Take corsets- I watched those fall out of fashion. And everyone says it’s good, it’s liberation, we don’t have to wear those torture devices anymore, but is it? The standards haven’t gotten any lighter, we’re just supposed to look like that now, a perfect hourglass without the help of steel supports. It only took a few years before I had someone on my table asking to fix her waistline. Now, I can’t do anything about fat, but a length of intestine, a bit of liver… You’d be amazed how much space you can free up in a body when you try. And of course, if someone’s really desperate, I can always take a chunk of fat the old fashioned way, stitch the skin up good as new. That’s what they call me, actually. The Skin Stitcher. I suppose it’s better than The Fetus Snatcher or something.

I’ve been doing this a long time. I know I don’t look it, but I am a very old woman. I have sustained my body for over a hundred years now through fear... and Flesh. Parts I’ve borrowed from patients over the years. As long as I keep replacing things and as long as I keep feeding my God, I am protected from the ravages of age. Please don’t misunderstand, the youthful face is only because this is how I looked when all of this began. It’s not about vanity. I am not afraid of wrinkles. I imagine, though, that if the aging process were allowed to catch up to me it would not be a pleasant way to die, so I will keep replacing my body. I’ve had to diversify my methods through the years- most women would rather cross the Irish Sea or order a pill online these days- but work will never dry up. When your body is not your own, it becomes your prison. I am simply there to remove the offending Flesh, to help you cut your way out.

_[CLICK]_

**GERTRUDE**

Statement taken as part of my ongoing research into servants of the Flesh.

Final comments: It is difficult to do much further research into this statement considering the main events occurred over a century ago, and teenage abortionists are hardly the type of figures to be well-documented. There were enough Elizabeth Callahans born in Ireland in the year 1885 for birth records to be functionally useless. I was, however, able to find evidence of one of these Elizabeths being admitted to a Magdalene Laundry outside of Kinsale in 1901, which would be consistent with the timeline described.
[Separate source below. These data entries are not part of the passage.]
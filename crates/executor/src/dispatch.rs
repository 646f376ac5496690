//! The per-operation policy table.
//!
//! [`Dispatch`] is implemented once per operation variant and attaches four
//! policies to it:
//!
//! - **`call_module`** — the guard: checks allow-sets and size caps, then
//!   invokes the backend method. A violated guard yields `None` without the
//!   backend ever being called.
//! - **`postprocess`** — runs after every present result: round-trip
//!   checks, corpus-pool feedback.
//! - **`dont_compare`** — marks operations whose results are legitimately
//!   nondeterministic and must not be differentially compared.
//! - **`refine`** — the derivation hook: lets a variant replace the decoded
//!   operation with a synthesized one (ECDH), or an executor pin fields on
//!   it (modular bignum calc).
//!
//! All policies are pure functions of the operation, the options snapshot,
//! and (for `postprocess`) the result — aside from pool side effects.

use components::{primitive::Bignum, results::OpOutput, Operation};
use datasource::Datasource;

use crate::{config, module::Module, options::Options};

mod bignum;
mod bls;
mod cipher;
mod dh;
mod ecc;
mod kdf;
mod mac;
mod misc;

/// Policy record tying an operation variant to its result type.
pub trait Dispatch: Operation {
  /// The paired result type.
  type Output: OpOutput;

  /// Guard plus backend invocation. `None` means the guard rejected the
  /// call or the backend declined; the two are indistinguishable on
  /// purpose.
  fn call_module(&self, module: &dyn Module, options: &Options) -> Option<Self::Output>;

  /// Post-result hook, invoked for present results only. The engine has
  /// already probed every output byte by the time this runs.
  fn postprocess(&self, module: &dyn Module, output: &Self::Output, options: &Options) {
    let _ = (module, output, options);
  }

  /// Whether results of this operation must not be compared.
  fn dont_compare(&self) -> bool {
    false
  }

  /// Derivation hook: optionally replace the decoded operation using more
  /// bytes from the parent stream. Any failure must fall back to the
  /// original operation.
  #[must_use]
  fn refine(
    self,
    parent: &mut Datasource<'_>,
    modules: &crate::module::ModuleRegistry,
    options: &Options,
  ) -> Self {
    let _ = (parent, modules, options);
    self
  }

  /// Semantic sanity check, run per result unless `disable_tests` is set.
  /// May abort the process; must not return an error.
  fn sanity_check(&self, module: &dyn Module, output: &Self::Output) {
    let _ = (module, output);
  }
}

/// Key-material bound shared by the private-to-public and signing guards:
/// the trimmed decimal form must be non-empty and at most 4096 bytes.
pub(crate) fn key_material_in_bounds(private: &Bignum) -> bool {
  let len = private.to_trimmed_string().len();
  len >= 1 && len <= config::MAX_KEY_MATERIAL_SIZE
}

#[cfg(test)]
mod tests {
  use super::*;

  #[test]
  fn key_material_bounds() {
    // Trimming never yields an empty string, so only the upper bound can
    // reject in practice.
    assert!(key_material_in_bounds(&Bignum::from("1")));
    assert!(key_material_in_bounds(&Bignum::from("0")));
    assert!(key_material_in_bounds(&Bignum::from("")));

    let max = "9".repeat(config::MAX_KEY_MATERIAL_SIZE);
    assert!(key_material_in_bounds(&Bignum::new(max)));

    let oversized = "9".repeat(config::MAX_KEY_MATERIAL_SIZE + 1);
    assert!(!key_material_in_bounds(&Bignum::new(oversized)));
  }
}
This Laundry did seem to have an unusually high fatality rate relative to its size, though whether this is her influence or she simply had the misfortune of being admitted to a particularly brutal example of these grisly institutions is hard to say.

Further research shows her name on the deed to a small commercial building in the same town, where she maintained her tailor’s shop until her lack of aging aroused undue suspicion in 1932. At that point, she would move her operation to Cork, where she still operates today. As Beth shows little interest in the macro dealings of her entity and tends to stay in one place, I am deeming her not an active threat. Besides, as most of her victims tend to come to her willingly, it is difficult to feel much pity for them. Still, I’ll make a note to check up on her shop every so often. It is good to keep an eye on Avatars regardless of their threat level, and in the event she does move operations again it could indicate an upcoming ritual.

_[CLICK]_

* * *

**ARCHIVIST**

I had initially opened this statement hoping, based on the name “Skin-Stitcher”, that I would be able to glean some more information on Nikola Orsinov and her ilk. Unfortunately, this appeared unconnected. Still, in the interest of thoroughness, I had someone go to check on her shop only to find it shuttered, with a note on the door indicating the owner was on holiday. While this could be chalked up to bad timing, a phone call to the building owner indicates that at some point in mid-2014, she paid the rest of the year’s rent in a lump sum, then paid another six months worth at the start of the year. He indicated that she did this once before, in 2008, but reopened again within a few weeks. As far as I can tell, no one has seen or heard from Beth Callahan since she shut her doors over eight months ago. If not for the two payments, we could say she’s disappeared entirely. Payments, I will add, which came via wire transfer from a newly opened account at a small community bank serving North Wales, including the area around Gwyndir forest.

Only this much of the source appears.